Deixe-os desabar sobre sua vida como chacais, deixe-os pisotear


seus sonhos, deixe-os abrir seu coração a todos os ventos!
Sofre por ser lançado às feras da inveja, da calúnia, da baixeza!
Agüentar, sobretudo - e isso é o que mais dói - que, no momento em
que não se aguenta mais, quando os joelhos se dobram, quando os
olhos procuram um olhar de apoio, os braços procuram uma mão
ardente, um apoio, enquanto você está pendurado em uma palavra, um
olhar, que esta palavra cai para te quebrar, aquele olhar para te
machucar; aceite que são aqueles que lhe eram mais próximos que
acabam com você, aqueles a quem você deixou tudo, a quem você
amou tão ingenuamente, sem reservas e sem hesitações ...
Seus olhos têm uma perplexidade pior do que lágrimas! Não grite.
Espere que tudo que você sofreu ontem, amanhã se renove. Aceite
isso com antecedência. Nem se vire quando ouvir aquele passo atrás
de você. Abençoe os golpes recebidos. Ame aqueles que os trarão.

Eles são mais úteis para você do que mil corações que o amam. Você
entendeu?
Você pode encontrar amanhã, ou talvez já tenha encontrado, aquela
ternura que chega até você como uma lufada de ar fresco ou como o perfume
de um cacho de flores do campo.

Você agora está sem fraqueza na frente deles.


Você só desfrutará da dignidade na medida em que, à força do
sofrimento, aprender a prescindir dela.

Isso você nunca teria obtido, se não tivesse pago o preço centenas
de vezes, sem nunca ter certeza de receber nada em troca.

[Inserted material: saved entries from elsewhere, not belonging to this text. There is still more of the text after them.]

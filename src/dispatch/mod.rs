//! 调度模块：选取密钥、发起补全请求、分类失败并带退避重试。
//!
//! # Dispatch Module
//!
//! Per attempt a call moves through
//! `SELECT_KEY → ISSUE_REQUEST → { SUCCESS | TRANSIENT_FAILURE → BACKOFF → SELECT_KEY | PARSE_FAILURE }`.
//! Every provider failure, whatever its status, is charged to the serving key and
//! retried on a freshly selected key. Unparseable JSON output is not retried but
//! still counts against the key that produced it. Provider failures never escape
//! [`Dispatcher::call`]; they come back as a [`Completion`] whose [`Outcome`] says
//! what happened.
//!
//! | Module | Description |
//! |--------|-------------|
//! | [`classify`] | HTTP status → [`ErrorClass`] and retryability |
//! | [`retry`] | Attempt budget and exponential backoff |
//! | [`output`] | Prompt rendering, fence stripping, result types |

pub mod classify;
pub mod output;
pub mod retry;

pub use classify::ErrorClass;
pub use output::{
    parse_json_output, render_prompt, strip_code_fence, CallMeta, Completion, Content, Outcome,
    PARSE_FAILURE_MESSAGE, PROMPT_PLACEHOLDER, TEXT_ERROR_PREFIX,
};
pub use retry::RetryPolicy;

use crate::config::DispatchConfig;
use crate::keys::{is_temperature_restricted, KeySelector, KeyState, Provider};
use crate::transport::{ChatBackend, TransportError};
use crate::types::{ChatCompletion, ChatCompletionRequest, Message, DEFAULT_TEMPERATURE};
use crate::{Error, Result};
use futures::future::join_all;
use serde::{Deserialize, Serialize};
use std::collections::BTreeSet;
use std::sync::Arc;
use tokio::time::Instant;
use tracing::{info, warn};
use uuid::Uuid;

/// Models visible to one configured key.
#[derive(Debug, Clone, PartialEq, Eq, Serialize, Deserialize)]
pub struct ProviderModels {
    pub provider: Provider,
    pub base_url: String,
    pub key_index: usize,
    pub models: Vec<String>,
    #[serde(default, skip_serializing_if = "Option::is_none")]
    pub error: Option<String>,
}

#[derive(Debug, Clone, PartialEq, Eq, Serialize, Deserialize)]
pub struct ModelListing {
    pub providers: Vec<ProviderModels>,
    /// Sorted, de-duplicated union of every key's models.
    pub unique_models: Vec<String>,
}

/// Dispatcher / retry engine.
pub struct Dispatcher {
    selector: Arc<KeySelector>,
    backend: Arc<dyn ChatBackend>,
    retry: RetryPolicy,
    estimated_tokens: u64,
}

impl Dispatcher {
    pub fn new(
        selector: Arc<KeySelector>,
        backend: Arc<dyn ChatBackend>,
        retry: RetryPolicy,
        estimated_tokens: u64,
    ) -> Self {
        Self {
            selector,
            backend,
            retry,
            estimated_tokens,
        }
    }

    pub fn from_config(
        config: &DispatchConfig,
        selector: Arc<KeySelector>,
        backend: Arc<dyn ChatBackend>,
    ) -> Self {
        Self::new(
            selector,
            backend,
            RetryPolicy::from(&config.retry),
            config.estimated_tokens_per_call,
        )
    }

    pub fn selector(&self) -> &Arc<KeySelector> {
        &self.selector
    }

    /// Run `template` (with `text` substituted) against `model`.
    ///
    /// Only a configuration problem (no keys at all) is returned as `Err`; every
    /// provider-side failure is folded into the returned [`Completion`].
    pub async fn call(
        &self,
        template: &str,
        text: &str,
        model: &str,
        want_json: bool,
    ) -> Result<Completion> {
        let request_id = Uuid::new_v4().to_string();
        let system_prompt = render_prompt(template, text);
        let request = ChatCompletionRequest::new(
            model,
            vec![Message::system(system_prompt.as_str()), Message::user(text)],
        )
        .with_temperature(if is_temperature_restricted(model) {
            None
        } else {
            Some(DEFAULT_TEMPERATURE)
        });

        let mut meta = CallMeta::new(request_id, system_prompt, model.to_string());
        let started = Instant::now();
        let mut last_error: Option<String> = None;

        for attempt in 1..=self.retry.max_attempts {
            let key = self.selector.select(model, self.estimated_tokens).await?;
            meta.attempts = attempt;
            meta.key_index = Some(key.index());
            meta.provider = Some(key.provider());

            match self.attempt(&key, &request).await {
                Ok(response) => {
                    let usage = response.token_usage();
                    key.record_usage(Instant::now(), usage.billable());
                    meta.set_usage(usage);

                    let raw = response.first_content().unwrap_or_default();
                    let (content, outcome) = if want_json {
                        match parse_json_output(raw) {
                            Ok(value) => (Content::Json(value), Outcome::Success),
                            Err(e) => {
                                warn!(
                                    request_id = %meta.request_id,
                                    model,
                                    key_index = key.index(),
                                    error = %e,
                                    raw_len = raw.len(),
                                    "model output is not valid JSON"
                                );
                                (Content::parse_failure(raw), Outcome::ParseFailure)
                            }
                        }
                    } else {
                        (Content::Text(raw.to_string()), Outcome::Success)
                    };
                    // Unparseable output accumulates toward the breaker threshold.
                    if outcome.is_success() {
                        key.mark_success();
                    } else {
                        key.mark_failure(Instant::now());
                    }
                    return Ok(self.finish(content, meta, outcome, started));
                }
                Err(e) => {
                    key.mark_failure(Instant::now());
                    warn!(
                        request_id = %meta.request_id,
                        model,
                        key_index = key.index(),
                        provider = key.provider().as_str(),
                        attempt,
                        max_attempts = self.retry.max_attempts,
                        error = %e,
                        "provider call failed"
                    );
                    let stop = self.retry.fail_fast && !e.is_transient();
                    last_error = Some(e.to_string());
                    if stop {
                        break;
                    }
                    if self.retry.has_attempts_left(attempt) {
                        tokio::time::sleep(self.retry.backoff(attempt)).await;
                    }
                }
            }
        }

        let message = last_error.unwrap_or_else(|| "Unknown error".to_string());
        let content = Content::error(&message, want_json);
        Ok(self.finish(content, meta, Outcome::Exhausted, started))
    }

    async fn attempt(&self, key: &KeyState, request: &ChatCompletionRequest) -> Result<ChatCompletion> {
        let response = self.backend.chat_completion(key, request).await?;
        if response.choices.is_empty() {
            return Err(Error::Transport(TransportError::Decode(
                "response contained no choices".to_string(),
            )));
        }
        Ok(response)
    }

    fn finish(&self, content: Content, meta: CallMeta, outcome: Outcome, started: Instant) -> Completion {
        info!(
            request_id = %meta.request_id,
            model = %meta.model,
            outcome = outcome.as_str(),
            attempts = meta.attempts,
            key_index = ?meta.key_index,
            total_tokens = ?meta.total_tokens,
            backend = self.backend.name(),
            duration_ms = started.elapsed().as_millis() as u64,
            "dispatch finished"
        );
        Completion {
            content,
            meta,
            outcome,
        }
    }

    /// Enumerate the models visible to every configured key.
    ///
    /// Keys are queried concurrently; a failing key is reported inline with an
    /// `error` and an empty model list.
    pub async fn list_models(&self) -> Result<ModelListing> {
        let keys = self.selector.pool().keys()?;
        let backend = &self.backend;
        let providers: Vec<ProviderModels> = join_all(keys.iter().map(|key| async move {
            let (models, error) = match backend.list_models(key).await {
                Ok(models) => (models, None),
                Err(e) => {
                    warn!(
                        key_index = key.index(),
                        provider = key.provider().as_str(),
                        error = %e,
                        "model listing failed"
                    );
                    (Vec::new(), Some(e.to_string()))
                }
            };
            ProviderModels {
                provider: key.provider(),
                base_url: key.base_url().to_string(),
                key_index: key.index(),
                models,
                error,
            }
        }))
        .await;

        let unique_models = providers
            .iter()
            .flat_map(|p| p.models.iter().cloned())
            .collect::<BTreeSet<_>>()
            .into_iter()
            .collect();

        Ok(ModelListing {
            providers,
            unique_models,
        })
    }
}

Se um dia isso aparecer para você, aproveite-o como uma paisagem sublime
vislumbrada de passagem. Mas não é para isso que você veio: é o ar; isto
é a luz dos cumes que te chama! Você já está respirando melhor. Você
alcançará lentamente a verdadeira alegria, naqueles grandes picos de
consciência, brilhante, imaculado. Pense apenas nisso, veja apenas isso,
tente chegar lá, leve, puro, radiante com a luz do sol.

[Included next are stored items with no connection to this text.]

//! Cache key generation.
//!
//! Keys are the SHA-256 of the payload's canonical JSON: objects are re-serialized
//! with recursively sorted member names and no insignificant whitespace, so logically
//! equal payloads hash identically whatever their field insertion order.
//!
//! These keys do not match entries written by services that hash
//! `json.dumps(payload, sort_keys=True)` (spaced separators) with MD5. When such a
//! service shares the Redis database, give this cache its own `key_prefix` so the
//! two key spaces never overlap and nobody expects cross-service hits.

use serde::{Deserialize, Serialize};
use serde_json::Value;
use sha2::{Digest, Sha256};
use std::collections::BTreeMap;

#[derive(Debug, Clone, PartialEq, Eq, Hash, Serialize, Deserialize)]
pub struct CacheKey {
    pub hash: String,
}

impl CacheKey {
    pub fn new(hash: impl Into<String>) -> Self {
        Self { hash: hash.into() }
    }

    pub fn as_str(&self) -> &str {
        &self.hash
    }
}

impl std::fmt::Display for CacheKey {
    fn fmt(&self, f: &mut std::fmt::Formatter<'_>) -> std::fmt::Result {
        write!(f, "{}", self.hash)
    }
}

impl From<&str> for CacheKey {
    fn from(s: &str) -> Self {
        Self::new(s)
    }
}

impl From<String> for CacheKey {
    fn from(s: String) -> Self {
        Self::new(s)
    }
}

/// Serialize `value` with recursively sorted object keys and compact separators.
pub fn canonical_json(value: &Value) -> String {
    let mut out = String::new();
    write_canonical(value, &mut out);
    out
}

fn write_canonical(value: &Value, out: &mut String) {
    match value {
        Value::Object(map) => {
            let sorted: BTreeMap<&str, &Value> = map.iter().map(|(k, v)| (k.as_str(), v)).collect();
            out.push('{');
            for (i, (k, v)) in sorted.into_iter().enumerate() {
                if i > 0 {
                    out.push(',');
                }
                out.push_str(&Value::String(k.to_string()).to_string());
                out.push(':');
                write_canonical(v, out);
            }
            out.push('}');
        }
        Value::Array(items) => {
            out.push('[');
            for (i, v) in items.iter().enumerate() {
                if i > 0 {
                    out.push(',');
                }
                write_canonical(v, out);
            }
            out.push(']');
        }
        scalar => out.push_str(&scalar.to_string()),
    }
}

/// Turns request payloads into cache keys, optionally namespaced by a prefix.
#[derive(Debug, Clone, Default)]
pub struct CacheKeyGenerator {
    prefix: Option<String>,
}

impl CacheKeyGenerator {
    pub fn new() -> Self {
        Self::default()
    }

    pub fn with_prefix(mut self, prefix: impl Into<String>) -> Self {
        let prefix = prefix.into();
        self.prefix = (!prefix.is_empty()).then_some(prefix);
        self
    }

    pub fn generate(&self, payload: &Value) -> CacheKey {
        let digest = Sha256::digest(canonical_json(payload).as_bytes());
        let hash: String = digest.iter().map(|b| format!("{:02x}", b)).collect();
        match self.prefix {
            Some(ref p) => CacheKey::new(format!("{}{}", p, hash)),
            None => CacheKey::new(hash),
        }
    }
}

#[cfg(test)]
mod tests {
    use super::*;
    use serde_json::json;

    #[test]
    fn test_canonical_json_sorts_nested_keys() {
        let v = json!({"b": 1, "a": {"z": [ {"y": 2, "x": 1} ], "c": null}});
        assert_eq!(
            canonical_json(&v),
            r#"{"a":{"c":null,"z":[{"x":1,"y":2}]},"b":1}"#
        );
    }

    #[test]
    fn test_canonical_json_escapes_keys_and_keeps_unicode() {
        let v = json!({"k\"ey": "王皓"});
        assert_eq!(canonical_json(&v), "{\"k\\\"ey\":\"王皓\"}");
    }

    #[test]
    fn test_key_is_order_independent() {
        let gen = CacheKeyGenerator::new();
        let a: Value = serde_json::from_str(r#"{"task":"parse","text":"hi","model":"m"}"#).unwrap();
        let b: Value = serde_json::from_str(r#"{"model":"m","text":"hi","task":"parse"}"#).unwrap();
        assert_eq!(gen.generate(&a), gen.generate(&b));
        assert_ne!(gen.generate(&a), gen.generate(&json!({"task": "parse", "text": "ho", "model": "m"})));
    }

    #[test]
    fn test_key_is_stable_sha256_hex() {
        let key = CacheKeyGenerator::new().generate(&json!({}));
        // sha256("{}")
        assert_eq!(
            key.as_str(),
            "44136fa355b3678a1146ad16f7e8649e94fb4fc21fe77e8310c060f61caaff8a"
        );
    }

    #[test]
    fn test_keys_are_compact_sha256_not_spaced_md5() {
        let v = json!({"b": [1, 2], "a": 1});
        assert_eq!(canonical_json(&v), r#"{"a":1,"b":[1,2]}"#);
        let key = CacheKeyGenerator::new().generate(&v);
        assert_eq!(
            key.as_str(),
            "8baa73198470c7bb4c3ce142a8fd651affc0310d878bb9bd159e37a573fb4874"
        );
        // md5 of `{"a": 1, "b": [1, 2]}`
        assert_ne!(key.as_str(), "cbe6d9b0738a709682fdb630e2a68250");
    }

    #[test]
    fn test_prefix() {
        let key = CacheKeyGenerator::new().with_prefix("ai:").generate(&json!({}));
        assert!(key.as_str().starts_with("ai:44136fa3"));
        assert_eq!(key.as_str().len(), 3 + 64);
    }
}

É sobre suas fraquezas e suas falhas que você deve pesar; apenas
neles; seu orgulho, seu nome, os apelos vãos do homem que parte,
jogue-os além das rochas!
Você os ouviu quebrar, enquanto quicavam pela encosta? Que tudo
pereça! Que a amargura e o abandono, ao invés da rebeldia, te
mantenham no caminho! Esses dois cães uivantes são os guardiões do
rebanho de seus pensamentos. Sem eles você pararia, você se afastaria.
Não perca um momento. Isso é longe. E você deve chegar ao cume.

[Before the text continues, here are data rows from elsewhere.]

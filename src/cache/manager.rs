//! Dual-tier cache manager.

use super::backend::{HardStore, HardStoreInfo};
use super::key::{CacheKey, CacheKeyGenerator};
use super::redis_store::RedisStore;
use super::soft::SoftCache;
use crate::config::CacheConfig;
use crate::Result;
use serde::{de::DeserializeOwned, Deserialize, Serialize};
use serde_json::Value;
use std::sync::atomic::{AtomicU64, Ordering};
use std::sync::Arc;
use std::time::Duration;
use tracing::{debug, warn};

/// Durable tier state. All cache paths are valid with the tier disconnected.
#[derive(Clone)]
pub enum HardTier {
    Connected(Arc<dyn HardStore>),
    Disconnected { reason: Option<String> },
}

impl HardTier {
    pub fn is_connected(&self) -> bool {
        matches!(self, HardTier::Connected(_))
    }
}

impl std::fmt::Debug for HardTier {
    fn fmt(&self, f: &mut std::fmt::Formatter<'_>) -> std::fmt::Result {
        match self {
            HardTier::Connected(store) => f.debug_tuple("Connected").field(&store.name()).finish(),
            HardTier::Disconnected { reason } => f
                .debug_struct("Disconnected")
                .field("reason", reason)
                .finish(),
        }
    }
}

#[derive(Debug, Clone, Copy, Default, PartialEq, Eq, Serialize, Deserialize)]
pub struct CacheCounters {
    pub soft_hits: u64,
    pub hard_hits: u64,
    pub misses: u64,
    pub sets: u64,
    pub errors: u64,
}

impl CacheCounters {
    pub fn hit_ratio(&self) -> f64 {
        let hits = self.soft_hits + self.hard_hits;
        let total = hits + self.misses;
        if total == 0 {
            0.0
        } else {
            hits as f64 / total as f64
        }
    }
}

#[derive(Debug, Clone, PartialEq, Serialize, Deserialize)]
pub struct CacheStats {
    pub soft_size: usize,
    pub soft_capacity: usize,
    pub hard_connected: bool,
    #[serde(default, skip_serializing_if = "Option::is_none")]
    pub hard_backend: Option<String>,
    #[serde(default, skip_serializing_if = "Option::is_none")]
    pub hard_info: Option<HardStoreInfo>,
    #[serde(default, skip_serializing_if = "Option::is_none")]
    pub hard_error: Option<String>,
    pub counters: CacheCounters,
}

#[derive(Default)]
struct AtomicStats {
    soft_hits: AtomicU64,
    hard_hits: AtomicU64,
    misses: AtomicU64,
    sets: AtomicU64,
    errors: AtomicU64,
}

impl AtomicStats {
    fn bump(counter: &AtomicU64) {
        counter.fetch_add(1, Ordering::Relaxed);
    }

    fn to_counters(&self) -> CacheCounters {
        CacheCounters {
            soft_hits: self.soft_hits.load(Ordering::Relaxed),
            hard_hits: self.hard_hits.load(Ordering::Relaxed),
            misses: self.misses.load(Ordering::Relaxed),
            sets: self.sets.load(Ordering::Relaxed),
            errors: self.errors.load(Ordering::Relaxed),
        }
    }
}

/// Soft LRU tier in front of an optional durable TTL tier.
///
/// Durable-tier failures are logged, counted and swallowed: `get` and `set` always
/// complete, degrading to soft-only behaviour.
pub struct DualCache {
    keys: CacheKeyGenerator,
    soft: SoftCache,
    hard: HardTier,
    ttl: Duration,
    stats: AtomicStats,
}

impl DualCache {
    /// Build from configuration, connecting to Redis when a URL is configured.
    ///
    /// An unreachable Redis yields a disconnected durable tier, never an error.
    pub async fn connect(cfg: &CacheConfig) -> Self {
        let hard = match cfg.redis_url.as_deref() {
            Some(url) => match RedisStore::connect(url).await {
                Ok(store) => HardTier::Connected(Arc::new(store)),
                Err(e) => {
                    warn!(error = %e, "redis unavailable, running soft-cache only");
                    HardTier::Disconnected {
                        reason: Some(e.to_string()),
                    }
                }
            },
            None => HardTier::Disconnected { reason: None },
        };
        Self::with_tier(cfg, hard)
    }

    pub fn with_store(cfg: &CacheConfig, store: Arc<dyn HardStore>) -> Self {
        Self::with_tier(cfg, HardTier::Connected(store))
    }

    pub fn soft_only(cfg: &CacheConfig) -> Self {
        Self::with_tier(cfg, HardTier::Disconnected { reason: None })
    }

    fn with_tier(cfg: &CacheConfig, hard: HardTier) -> Self {
        let mut keys = CacheKeyGenerator::new();
        if let Some(ref prefix) = cfg.key_prefix {
            keys = keys.with_prefix(prefix.clone());
        }
        Self {
            keys,
            soft: SoftCache::new(cfg.soft_capacity),
            hard,
            ttl: cfg.hard_ttl(),
            stats: AtomicStats::default(),
        }
    }

    pub fn key_for(&self, payload: &Value) -> CacheKey {
        self.keys.generate(payload)
    }

    pub fn hard_tier(&self) -> &HardTier {
        &self.hard
    }

    pub async fn get(&self, payload: &Value) -> Option<Value> {
        let key = self.key_for(payload);

        if let Some(value) = self.soft.get(&key) {
            AtomicStats::bump(&self.stats.soft_hits);
            debug!(key = %short(&key), "soft cache hit");
            return Some(value);
        }

        if let HardTier::Connected(store) = &self.hard {
            match store.get(&key).await {
                Ok(Some(bytes)) => match serde_json::from_slice::<Value>(&bytes) {
                    Ok(value) => {
                        self.soft.put(&key, value.clone());
                        AtomicStats::bump(&self.stats.hard_hits);
                        debug!(key = %short(&key), backend = store.name(), "hard cache hit");
                        return Some(value);
                    }
                    Err(e) => {
                        AtomicStats::bump(&self.stats.errors);
                        warn!(key = %short(&key), error = %e, "undecodable hard cache entry");
                    }
                },
                Ok(None) => {}
                Err(e) => {
                    AtomicStats::bump(&self.stats.errors);
                    warn!(key = %short(&key), backend = store.name(), error = %e, "hard cache read failed");
                }
            }
        }

        AtomicStats::bump(&self.stats.misses);
        debug!(key = %short(&key), "cache miss");
        None
    }

    pub async fn set(&self, payload: &Value, result: Value) {
        let key = self.key_for(payload);
        let encoded = match &self.hard {
            HardTier::Connected(_) => Some(serde_json::to_vec(&result)),
            HardTier::Disconnected { .. } => None,
        };

        if let Some(evicted) = self.soft.put(&key, result) {
            debug!(evicted = %evicted, "soft cache evicted entry");
        }
        AtomicStats::bump(&self.stats.sets);

        if let (HardTier::Connected(store), Some(encoded)) = (&self.hard, encoded) {
            let written = match encoded {
                Ok(bytes) => store.set(&key, &bytes, self.ttl).await,
                Err(e) => Err(e.into()),
            };
            if let Err(e) = written {
                AtomicStats::bump(&self.stats.errors);
                warn!(key = %short(&key), backend = store.name(), error = %e, "hard cache write failed");
            }
        }
    }

    /// Typed lookup; an entry that does not decode as `T` counts as a miss.
    pub async fn get_as<T: DeserializeOwned>(&self, payload: &Value) -> Option<T> {
        let value = self.get(payload).await?;
        match serde_json::from_value(value) {
            Ok(v) => Some(v),
            Err(e) => {
                AtomicStats::bump(&self.stats.errors);
                warn!(error = %e, "cached value has unexpected shape");
                None
            }
        }
    }

    pub async fn set_as<T: Serialize>(&self, payload: &Value, result: &T) -> Result<()> {
        let value = serde_json::to_value(result)?;
        self.set(payload, value).await;
        Ok(())
    }

    /// Presence in the soft tier, without refreshing recency.
    pub fn soft_contains(&self, payload: &Value) -> bool {
        self.soft.contains(&self.key_for(payload))
    }

    pub fn soft_len(&self) -> usize {
        self.soft.len()
    }

    /// Empty the soft tier; durable entries expire on their own.
    pub fn clear_soft(&self) {
        self.soft.clear();
        debug!("soft cache cleared");
    }

    pub async fn stats(&self) -> CacheStats {
        let mut stats = CacheStats {
            soft_size: self.soft.len(),
            soft_capacity: self.soft.capacity(),
            hard_connected: self.hard.is_connected(),
            hard_backend: None,
            hard_info: None,
            hard_error: None,
            counters: self.stats.to_counters(),
        };
        match &self.hard {
            HardTier::Connected(store) => {
                stats.hard_backend = Some(store.name().to_string());
                match store.info().await {
                    Ok(info) => stats.hard_info = Some(info),
                    Err(e) => stats.hard_error = Some(e.to_string()),
                }
            }
            HardTier::Disconnected { reason } => stats.hard_error = reason.clone(),
        }
        stats
    }
}

fn short(key: &CacheKey) -> &str {
    let s = key.as_str();
    s.get(..s.len().min(16)).unwrap_or(s)
}

#[cfg(test)]
mod tests {
    use super::*;
    use crate::cache::MemoryStore;
    use serde_json::json;

    fn cfg(capacity: usize) -> CacheConfig {
        CacheConfig::default().with_soft_capacity(capacity)
    }

    #[tokio::test]
    async fn test_soft_only_round_trip() {
        let cache = DualCache::soft_only(&cfg(10));
        let p = json!({"task": "rewrite", "text": "x"});
        assert_eq!(cache.get(&p).await, None);
        cache.set(&p, json!("y")).await;
        assert_eq!(cache.get(&p).await, Some(json!("y")));

        let stats = cache.stats().await;
        assert!(!stats.hard_connected);
        assert_eq!(stats.soft_size, 1);
        assert_eq!(stats.counters.soft_hits, 1);
        assert_eq!(stats.counters.misses, 1);
        assert_eq!(stats.counters.hit_ratio(), 0.5);
    }

    #[tokio::test]
    async fn test_writes_through_to_hard_tier() {
        let store = Arc::new(MemoryStore::new());
        let cache = DualCache::with_store(&cfg(10), store.clone());
        cache.set(&json!({"a": 1}), json!({"r": true})).await;
        assert_eq!(store.len(), 1);

        let stats = cache.stats().await;
        assert_eq!(stats.hard_backend.as_deref(), Some("memory"));
        assert_eq!(stats.hard_info.unwrap()["entries"], "1");
    }

    #[tokio::test]
    async fn test_typed_helpers() {
        #[derive(Debug, PartialEq, Serialize, Deserialize)]
        struct Doc {
            title: String,
        }
        let cache = DualCache::soft_only(&cfg(4));
        let p = json!({"doc": 1});
        cache
            .set_as(&p, &Doc { title: "t".into() })
            .await
            .unwrap();
        assert_eq!(cache.get_as::<Doc>(&p).await, Some(Doc { title: "t".into() }));
        assert_eq!(cache.get_as::<u32>(&p).await, None);
        assert_eq!(cache.stats().await.counters.errors, 1);
    }

    #[test]
    fn test_short_key() {
        assert_eq!(short(&CacheKey::new("abc")), "abc");
        assert_eq!(short(&CacheKey::new("0123456789abcdefXYZ")), "0123456789abcdef");
    }
}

Quando você alcançar essas imensidades puras, atrás de você haverá um


grande silêncio. Todos aqueles que gritaram atrás de você, que odiaram ou
pisotearam você apesar dos sorrisos em seus rostos, todos aqueles que,
apenas para bater em você, seguiram você na estrada, de repente perceberão
que neste jogo eles também alcançaram as neves , o novo ar e os horizontes
recortados no céu. Eles vão esquecer de te odiar. Eles terão olhos
maravilhosamente infantis. Eles descobrirão o essencial. Suas almas terão
sido elevadas a alturas que jamais teriam concordado em alcançar se suas
costas, que receberam seus golpes, não tivessem escondido o comprimento
da estrada.

Então você terá, sua vitória! Você poderá, tendo feito o esforço
final, cair repentinamente, com os braços estendidos, do topo da
montanha nas rochas abaixo.
Você será feito.
Você terá vencido. Chegar ao fim de sua própria jornada pelo
último esforço não importará mais se os outros estiverem lá, à beira
das imensidões puras da redenção.
Você está tão feliz, no fundo. Você sabe
que a única felicidade está lá.
Cantar!

Que a tua voz troveje nos vales!


Arrependimentos e lágrimas? O homem menos notável entre
todos vocês sofreu isso, e você o rejeitaria?
A coisa mais difícil está feita. Aguentar. Cerre os dentes. Silencie seu
coração. Pense apenas no topo! Ir para cima!